Blake’s poetry, then, is dominated by the image of the androgyne, which he envisions as a paradisal state of consciousness that has resolved all dichotomies so that “man” possesses that complete harmony in which “he” is Albion-Jerusalem, both God and all external, “feminine” reality. For Blake the androgynous is a consciousness that is neither masculine nor feminine; rather, it is a distinct third psychic possibility in which neither sex predominates.
Unlike Boehme, who envisions the androgyne as a male with a subordinate female element, and unlike Swedenborg, who thought the division of the sexes persisted even into paradise, Blake emphasized that sexual divisions must be annihilated psychically, because both sexes are equally fallen from the original divinity of the androgyne: “In Eternity they neither marry nor are given in marriage” (Jerusalem: 30 ).

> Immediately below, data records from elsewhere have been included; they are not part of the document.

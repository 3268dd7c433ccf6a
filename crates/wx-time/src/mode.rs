//! Alignment modes, outlook selection policies and the resulting category labels.

use std::fmt;
use std::str::FromStr;

use serde::{Deserialize, Serialize, Serializer};

use crate::cadence::CadenceClass;
use crate::error::InstantParseError;

/// How a raw instant is converted to product boundaries.
#[derive(Debug, Clone, Copy, PartialEq, Eq, Hash, Default, Serialize, Deserialize)]
#[serde(rename_all = "lowercase")]
pub enum AlignmentMode {
    /// Use the instant unmodified
    Raw,
    /// Snap every layer to the primary cadence boundary
    #[default]
    Sync,
    /// Same arithmetic as Sync, labelled as best single time
    Near,
    /// Resolve every cadence independently
    Async,
}

impl AlignmentMode {
    pub fn as_str(&self) -> &'static str {
        match self {
            AlignmentMode::Raw => "raw",
            AlignmentMode::Sync => "sync",
            AlignmentMode::Near => "near",
            AlignmentMode::Async => "async",
        }
    }
}

impl fmt::Display for AlignmentMode {
    fn fmt(&self, f: &mut fmt::Formatter<'_>) -> fmt::Result {
        f.write_str(self.as_str())
    }
}

impl FromStr for AlignmentMode {
    type Err = InstantParseError;

    fn from_str(s: &str) -> Result<Self, Self::Err> {
        match s.trim().to_lowercase().as_str() {
            "raw" => Ok(AlignmentMode::Raw),
            "sync" => Ok(AlignmentMode::Sync),
            "near" => Ok(AlignmentMode::Near),
            "async" => Ok(AlignmentMode::Async),
            _ => Err(InstantParseError::InvalidField {
                field: "alignment mode",
                value: s.to_string(),
            }),
        }
    }
}

/// Which outlook issuance to pick for a given day.
#[derive(Debug, Clone, Copy, PartialEq, Eq, Hash, Default, Serialize, Deserialize)]
#[serde(rename_all = "lowercase")]
pub enum OutlookPolicy {
    /// Most recent issuance at or before the instant
    #[default]
    Recent,
    /// One marker per day once the day is fully in the past
    Latest,
}

impl fmt::Display for OutlookPolicy {
    fn fmt(&self, f: &mut fmt::Formatter<'_>) -> fmt::Result {
        f.write_str(match self {
            OutlookPolicy::Recent => "recent",
            OutlookPolicy::Latest => "latest",
        })
    }
}

impl FromStr for OutlookPolicy {
    type Err = InstantParseError;

    fn from_str(s: &str) -> Result<Self, Self::Err> {
        match s.trim().to_lowercase().as_str() {
            "recent" => Ok(OutlookPolicy::Recent),
            "latest" => Ok(OutlookPolicy::Latest),
            _ => Err(InstantParseError::InvalidField {
                field: "outlook policy",
                value: s.to_string(),
            }),
        }
    }
}

/// Label attached to a descriptor, read by title generation.
#[derive(Debug, Clone, Copy, PartialEq, Eq, Hash)]
pub enum AlignmentCategory {
    Raw,
    Sync,
    Near,
    /// Asynchronous, keyed by the finest requested cadence
    Async(CadenceClass),
}

impl AlignmentCategory {
    /// Suffix appended to map titles.
    pub fn title_suffix(&self) -> &'static str {
        match self {
            AlignmentCategory::Raw => "Raw for Time",
            AlignmentCategory::Sync => "Synced",
            AlignmentCategory::Near => "Nearest per Item",
            AlignmentCategory::Async(_) => "Asynchronous",
        }
    }
}

impl fmt::Display for AlignmentCategory {
    fn fmt(&self, f: &mut fmt::Formatter<'_>) -> fmt::Result {
        match self {
            AlignmentCategory::Raw => f.write_str("raw"),
            AlignmentCategory::Sync => f.write_str("sync"),
            AlignmentCategory::Near => f.write_str("near"),
            AlignmentCategory::Async(c) => write!(f, "async-{}", c.interval_hours()),
        }
    }
}

impl Serialize for AlignmentCategory {
    fn serialize<S: Serializer>(&self, serializer: S) -> Result<S::Ok, S::Error> {
        serializer.collect_str(self)
    }
}
//! Snapping raw instants onto cadence boundaries.
//!
//! Boundaries are always at or before the instant; this module never rounds
//! forward. Sync and Near alignment share this arithmetic and differ only in
//! the category label the descriptor carries.
//!
//! Six- and twelve-hour products are published some hours after their
//! nominal time. When the instant is closer to `now` than that lag, the
//! candidate is moved back by the lag before snapping so a slot whose data
//! does not exist yet is never selected.

use std::collections::BTreeMap;

use chrono::{DateTime, Duration, NaiveTime, TimeZone, Timelike, Utc};
use tracing::debug;

use crate::cadence::CadenceClass;
use crate::config::PublicationLags;
use crate::error::ConfigError;

/// Resolves cadence boundaries under a given set of publication lags.
#[derive(Debug, Clone, Copy, Default)]
pub struct BoundaryResolver {
    lags: PublicationLags,
}

impl BoundaryResolver {
    /// Resolver for `lags`, rejecting lags longer than a day.
    pub fn new(lags: PublicationLags) -> Result<Self, ConfigError> {
        lags.validate()?;
        Ok(Self { lags })
    }

    pub fn lags(&self) -> &PublicationLags {
        &self.lags
    }

    /// Publication lag that applies to `cadence`, if any.
    pub fn lag_for(&self, cadence: CadenceClass) -> Option<Duration> {
        match cadence {
            CadenceClass::SixHour => Some(self.lags.six_hour()),
            CadenceClass::TwelveHour => Some(self.lags.twelve_hour()),
            CadenceClass::Hourly | CadenceClass::ThreeHour | CadenceClass::Daily => None,
        }
    }

    /// Whether the recency shift is active for this cadence and instant.
    pub fn is_shifted(
        &self,
        cadence: CadenceClass,
        instant: DateTime<Utc>,
        now: DateTime<Utc>,
    ) -> bool {
        self.lag_for(cadence).is_some_and(|lag| now - instant < lag)
    }

    /// Latest boundary of `cadence` at or before `instant` whose data is
    /// expected to be published by `now`.
    pub fn resolve(
        &self,
        cadence: CadenceClass,
        instant: DateTime<Utc>,
        now: DateTime<Utc>,
    ) -> DateTime<Utc> {
        let mut candidate = truncate_to_hour(instant);

        if let Some(lag) = self.lag_for(cadence).filter(|lag| now - instant < *lag) {
            candidate = candidate - lag;
            debug!(
                cadence = %cadence,
                lag_hours = lag.num_hours(),
                "Instant is within publication lag, skipping current slot"
            );
        }

        let interval = cadence.interval_hours();
        let slot = candidate.hour() / interval * interval;
        start_of_day(candidate) + Duration::hours(slot as i64)
    }

    /// Resolve every cadence in `cadences` independently.
    pub fn resolve_all<'a, I>(
        &self,
        cadences: I,
        instant: DateTime<Utc>,
        now: DateTime<Utc>,
    ) -> BTreeMap<CadenceClass, DateTime<Utc>>
    where
        I: IntoIterator<Item = &'a CadenceClass>,
    {
        cadences
            .into_iter()
            .map(|&c| (c, self.resolve(c, instant, now)))
            .collect()
    }
}

/// Midnight UTC of the instant's calendar day.
pub fn start_of_day(instant: DateTime<Utc>) -> DateTime<Utc> {
    Utc.from_utc_datetime(&instant.date_naive().and_time(NaiveTime::default()))
}

pub fn truncate_to_hour(instant: DateTime<Utc>) -> DateTime<Utc> {
    start_of_day(instant) + Duration::hours(instant.hour() as i64)
}

#[cfg(test)]
mod tests {
    use super::*;

    fn utc(y: i32, mo: u32, d: u32, h: u32, mi: u32) -> DateTime<Utc> {
        Utc.with_ymd_and_hms(y, mo, d, h, mi, 0).unwrap()
    }

    fn far_future() -> DateTime<Utc> {
        utc(2030, 1, 1, 0, 0)
    }

    #[test]
    fn test_hourly_truncates() {
        let r = BoundaryResolver::default();
        let t = utc(2023, 11, 10, 14, 59);
        assert_eq!(r.resolve(CadenceClass::Hourly, t, t), utc(2023, 11, 10, 14, 0));
    }

    #[test]
    fn test_daily_truncates() {
        let r = BoundaryResolver::default();
        let t = utc(2023, 11, 10, 23, 59);
        assert_eq!(r.resolve(CadenceClass::Daily, t, t), utc(2023, 11, 10, 0, 0));
    }

    #[test]
    fn test_three_hour_has_no_shift() {
        let r = BoundaryResolver::default();
        let t = utc(2023, 11, 10, 14, 5);
        assert_eq!(r.resolve(CadenceClass::ThreeHour, t, t), utc(2023, 11, 10, 12, 0));
        let t = utc(2023, 11, 10, 0, 20);
        assert_eq!(r.resolve(CadenceClass::ThreeHour, t, t), utc(2023, 11, 10, 0, 0));
    }

    #[test]
    fn test_six_hour_unshifted_early_morning_stays_on_day() {
        let r = BoundaryResolver::default();
        let t = utc(2023, 11, 10, 3, 0);
        assert_eq!(
            r.resolve(CadenceClass::SixHour, t, far_future()),
            utc(2023, 11, 10, 0, 0)
        );
    }

    #[test]
    fn test_six_hour_shift_rolls_to_previous_day() {
        let r = BoundaryResolver::default();
        let t = utc(2023, 11, 10, 5, 30);
        assert_eq!(r.resolve(CadenceClass::SixHour, t, t), utc(2023, 11, 9, 18, 0));
    }

    #[test]
    fn test_twelve_hour_shift() {
        let r = BoundaryResolver::default();
        let t = utc(2023, 11, 10, 14, 0);
        // within 3h: 12Z not yet available
        assert_eq!(r.resolve(CadenceClass::TwelveHour, t, t), utc(2023, 11, 10, 0, 0));
        // 15Z clears the lag for 12Z
        let t = utc(2023, 11, 10, 15, 0);
        assert_eq!(r.resolve(CadenceClass::TwelveHour, t, t), utc(2023, 11, 10, 12, 0));
        // before 03Z rolls back to yesterday's 12Z
        let t = utc(2023, 11, 10, 2, 0);
        assert_eq!(r.resolve(CadenceClass::TwelveHour, t, t), utc(2023, 11, 9, 12, 0));
    }

    #[test]
    fn test_twelve_hour_shift_expires_after_lag() {
        let r = BoundaryResolver::default();
        let t = utc(2023, 11, 10, 13, 0);
        let now = t + Duration::hours(3);
        assert!(!r.is_shifted(CadenceClass::TwelveHour, t, now));
        assert_eq!(r.resolve(CadenceClass::TwelveHour, t, now), utc(2023, 11, 10, 12, 0));
    }

    #[test]
    fn test_custom_lag() {
        let r = BoundaryResolver::new(PublicationLags {
            six_hour_lag_hours: 4,
            twelve_hour_lag_hours: 3,
        })
        .unwrap();
        let t = utc(2023, 11, 10, 16, 0);
        assert_eq!(r.resolve(CadenceClass::SixHour, t, t), utc(2023, 11, 10, 12, 0));
    }

    #[test]
    fn test_resolve_all_keeps_every_class() {
        let r = BoundaryResolver::default();
        let t = utc(2023, 11, 10, 14, 5);
        let all = r.resolve_all(CadenceClass::all(), t, far_future());
        assert_eq!(all.len(), 5);
        assert_eq!(all[&CadenceClass::Hourly], utc(2023, 11, 10, 14, 0));
        assert_eq!(all[&CadenceClass::SixHour], utc(2023, 11, 10, 12, 0));
        assert_eq!(all[&CadenceClass::TwelveHour], utc(2023, 11, 10, 12, 0));
    }

    #[test]
    fn test_new_rejects_lag_beyond_a_day() {
        let err = BoundaryResolver::new(PublicationLags {
            six_hour_lag_hours: u32::MAX,
            twelve_hour_lag_hours: 3,
        })
        .unwrap_err();
        assert!(matches!(err, ConfigError::Invalid(_)));
    }
}
//! Operator factor names and the product codes they imply.

use anyhow::{bail, Result};
use wx_time::ProductCode;

/// Factor name to product code. Modifiers carry -1 and never affect timing.
const FACTORS: &[(&str, ProductCode)] = &[
    // Surface and upper-air station plots
    ("temperature", 0),
    ("dewpoint", 0),
    ("dewpoint_depression", 0),
    ("barbs", 0),
    ("pressure", 1),
    ("current_weather", 1),
    ("cloud_coverage", 1),
    ("height", 2),
    // Gridded model contours and fills
    ("temp_contours", 3),
    ("thickness_500_1000", 3),
    ("gridded_barbs", 3),
    ("cape_contours", 3),
    ("cin_contours", 3),
    ("pressure_contours", 4),
    ("dew_contours", 4),
    ("height_contours", 5),
    ("wind_contours", 5),
    ("temp_fill", 6),
    ("wind_speed_fill", 6),
    ("temp_advect_fill", 6),
    ("relative_vorticity_fill", 6),
    ("absolute_vorticity_fill", 7),
    // Satellite
    ("sat_channel_2", 8),
    ("sat_channel_9", 8),
    ("sat_channel_14", 8),
    ("sat_truecolor", 8),
    ("sat_west", -1),
    // Convective outlooks
    ("day1", 9),
    ("day2", 10),
    ("day3", 11),
    ("day4", 12),
    ("day5", 12),
    ("day6", 12),
    ("day7", 12),
    ("day8", 12),
    ("conv_fill", -1),
    // Warnings, watches and reports
    ("warnings", 13),
    ("torwarnings", 13),
    ("svrwarnings", 13),
    ("marwarnings", 13),
    ("flowarnings", 13),
    ("watches", 14),
    ("reports", 15),
    ("hailreports", 15),
    ("torreports", 15),
];

pub fn code_for(factor: &str) -> Option<ProductCode> {
    let factor = factor.trim().to_lowercase();
    FACTORS
        .iter()
        .find(|(name, _)| *name == factor)
        .map(|(_, code)| *code)
}

/// Product codes for every requested factor, in request order.
pub fn codes_for<S: AsRef<str>>(factors: &[S]) -> Result<Vec<ProductCode>> {
    let mut codes = Vec::with_capacity(factors.len());
    for factor in factors {
        match code_for(factor.as_ref()) {
            Some(code) => codes.push(code),
            None => bail!("Unknown factor '{}'", factor.as_ref()),
        }
    }
    Ok(codes)
}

Blake alludes to the androgynous ideal in Milton: 2 when he praises the “Eternal Great Humanity Divine” (E, 95; K, 481). Most of his poetry, however, centers on the dynamics of the fallen, divided states and the ensuing sexual warfare. To graphically illustrate the dichotomy between the apocalyptic and the actual, Blake’s poetry contrasts the fallen physical body, constricted to the limitations inherent in the divided sexes and represented by the hermaphrodite, to the human-divine, the androgynous “body.”
The Separation of Object from Subject and the “Fall into Division”
In his poetic versions of the fall, an original androgynous union of masculine and feminine is destroyed, thereby giving rise to the fallen world of nature. This fallen physical world incorporates qualities that Blake depicts as feminine, while the other, and even greater, evil in his system is the conception of the self, which is embodied in the male. These two separated principles cause the ensuing sexual warfare.
The Fall from Androgyny into Hermaphroditism
Blake, then, describes the androgynous condition chiefly by depicting what it is not. He contrasts the sacred image of redeemed sexuality to the profane image, the hermaphrodite. The contrast of the hermaphrodite and androgyne as opposites is a long-standing tradition in theological speculation. Blake follows in this tradition by viewing the hermaphrodite as a sterile fusion of the physical male and female, while the androgyne transcends sexual divisions to become a spiritual and psychic ideal.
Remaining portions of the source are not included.